Dessa vez, Lula disse que encontrou a caneta e que homenagearia o povo e o Estado do Piauí. Na sequência, apresentou o item da coleção Montblanc Writers, dedicada ao escritor norte-americano F. Scott Fitzgerald, autor, entre outros, de “O Grande Gatsby”.
Nas imagens da posse, é possível ver inclusive a marca registrada da empresa alemã, uma estrela com seis pontas arredondadas.
A Montblanc comprada em uma loja do interior do Piauí, que sequer existe mais, pertence a uma edição limitada e é dedicada a colecionadores de canetas ou amantes da literatura. Atualmente, o item pode ser encontrado em grandes casas de leilões, segundo consultores da marca.
Com a primeira loja própria no Brasil em 1995, a Montblanc chegou a comercializar por aqui a caneta de edição limitada. Consultores explicaram que por se tratar de uma edição exclusiva, uma vez esgotada, a caneta não é relançada, “o que valoriza ainda mais o preço”.
Segundo a fabricante, “a caneta é projetada após a elegância glamorosa dos anos vinte. Os anéis da tampa e o clipe são de prata esterlina 925 com pena de ouro de 18 quilates e gravação em estilo art déco”.
A caneta foi comercializada em dois modelos: tinteiro e esferográfica. A que Lula utilizou na posse é do segundo tipo. Segundo especialistas consultados pela CNN, a durabilidade de canetas esferográficas varia de acordo com o uso e condições de armazenamento. Se bem guardada, a caneta pode resistir ao lapso de décadas.
Nos últimos anos, Lula se mudou para o Planalto em Brasília, enquanto morava em São Bernardo do Campo. Depois disso, passou algum tempo preso, antes de ter as condenações anuladas e deixar a cidade do ABC Paulista, rumo ao bairro de Pinheiros, na zona oeste de São Paulo.
O responsável pelo presente
Fernando Menezes, que hoje tem 68 anos, garante que a caneta apresentada é a mesma que deu ao presidente, sem antes lembrar que também entregou uma água mineral, pois fazia muito calor naquele dia.
“Quando eu vi, eu estava em frente à televisão. [Pensei] ‘Oh meu Deus, foi a caneta que eu dei pro Lula!’ Fui pra cama, me deitei e não consegui me levantar porque eu não acreditava que aquela caneta era a caneta que eu tinha dado ao presidente”, explica.
A caneta foi comprada em um comércio que não existe mais, segundo Menezes, mas ele conta que mesmo sem lembrar o preço pago, comprou a caneta mais barata que tinha.

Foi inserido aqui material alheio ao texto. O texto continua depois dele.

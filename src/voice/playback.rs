//! Audio playback to speakers

use std::sync::Arc;
use std::sync::atomic::{AtomicBool, AtomicUsize, Ordering};
use std::time::{Duration, Instant};

use cpal::traits::{DeviceTrait, HostTrait, StreamTrait};
use cpal::{Device, SampleRate, StreamConfig};

use crate::capabilities::{AudioOutput, SpeechAudio};
use crate::{Error, Result};

/// Plays audio on the default or a named output device
///
/// A stream is built per call so the device is only held while speaking.
pub struct Speaker {
    device_name: Option<String>,
}

impl Speaker {
    #[must_use]
    pub const fn new(device_name: Option<String>) -> Self {
        Self { device_name }
    }

    fn device(&self) -> Result<Device> {
        let host = cpal::default_host();
        match self.device_name.as_deref() {
            Some(name) => host
                .output_devices()
                .map_err(|e| Error::Audio(e.to_string()))?
                .find(|d| d.name().is_ok_and(|n| n == name))
                .ok_or_else(|| Error::Audio(format!("output device '{name}' not found"))),
            None => host
                .default_output_device()
                .ok_or_else(|| Error::Audio("no output device available".to_string())),
        }
    }
}

fn output_config(device: &Device, sample_rate: u32) -> Result<StreamConfig> {
    let rate = SampleRate(sample_rate);
    let find = |channels: u16| {
        device.supported_output_configs().ok()?.find(|c| {
            c.channels() == channels && c.min_sample_rate() <= rate && c.max_sample_rate() >= rate
        })
    };

    find(1)
        // Fallback: try stereo
        .or_else(|| find(2))
        .map(|c| c.with_sample_rate(rate).config())
        .ok_or_else(|| Error::Audio(format!("no output config for {sample_rate} Hz")))
}

impl AudioOutput for Speaker {
    fn play(&self, audio: &SpeechAudio) -> Result<()> {
        if audio.is_empty() {
            return Ok(());
        }

        let device = self.device()?;
        let config = output_config(&device, audio.sample_rate)?;
        let channels = usize::from(config.channels);

        let samples: Arc<[f32]> = Arc::from(audio.samples.as_slice());
        let position = Arc::new(AtomicUsize::new(0));
        let finished = Arc::new(AtomicBool::new(false));

        let stream = {
            let samples = Arc::clone(&samples);
            let position = Arc::clone(&position);
            let finished = Arc::clone(&finished);
            device
                .build_output_stream(
                    &config,
                    move |data: &mut [f32], _: &cpal::OutputCallbackInfo| {
                        let mut pos = position.load(Ordering::Relaxed);
                        for frame in data.chunks_mut(channels) {
                            let sample = samples.get(pos).copied().unwrap_or_else(|| {
                                finished.store(true, Ordering::Release);
                                0.0
                            });
                            frame.fill(sample);
                            if pos < samples.len() {
                                pos += 1;
                            }
                        }
                        position.store(pos, Ordering::Relaxed);
                    },
                    |err| {
                        tracing::error!(error = %err, "audio playback error");
                    },
                    None,
                )
                .map_err(|e| Error::Audio(e.to_string()))?
        };

        stream.play().map_err(|e| Error::Audio(e.to_string()))?;

        // Wait for playback to finish, bounded by the clip length
        let duration_ms = (samples.len() as u64 * 1000) / u64::from(audio.sample_rate.max(1));
        let timeout = Duration::from_millis(duration_ms + 500);
        let start = Instant::now();

        while !finished.load(Ordering::Acquire) && start.elapsed() < timeout {
            std::thread::sleep(Duration::from_millis(50));
        }

        // Let the device drain its last buffer
        std::thread::sleep(Duration::from_millis(100));

        drop(stream);
        tracing::debug!(samples = samples.len(), "playback complete");
        Ok(())
    }
}

/// A sine tone for speaker checks
#[must_use]
#[allow(
    clippy::cast_precision_loss,
    clippy::cast_possible_truncation,
    clippy::cast_sign_loss
)]
pub fn sine_tone(frequency: f32, seconds: f32, sample_rate: u32) -> SpeechAudio {
    let count = (seconds * sample_rate as f32) as usize;
    let samples = (0..count)
        .map(|i| {
            let t = i as f32 / sample_rate as f32;
            (t * frequency * std::f32::consts::TAU).sin() * 0.3
        })
        .collect();
    SpeechAudio {
        samples,
        sample_rate,
    }
}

“O dono do comércio [que não existe mais] me chamou e eu vi as canetas que nunca tinha visto na vida. Eu não lembro [o preço]. Era a caneta mais barata que tinha. Era uma época muito difícil pra gente. A fome dominava”, explica.
Respostas
A CNN consultou os assessores do presidente Lula e também pediu informações da caneta da posse à equipe da transição, mas ninguém comentou o caso.
A assessoria de imprensa da Montblanc afirmou que a caneta usada por Lula “aparentemente, é uma caneta da coleção Montblanc Writers, dedicada aos grandes nomes da literatura mundial”, mas que não tem como confirmar a autenticidade do item.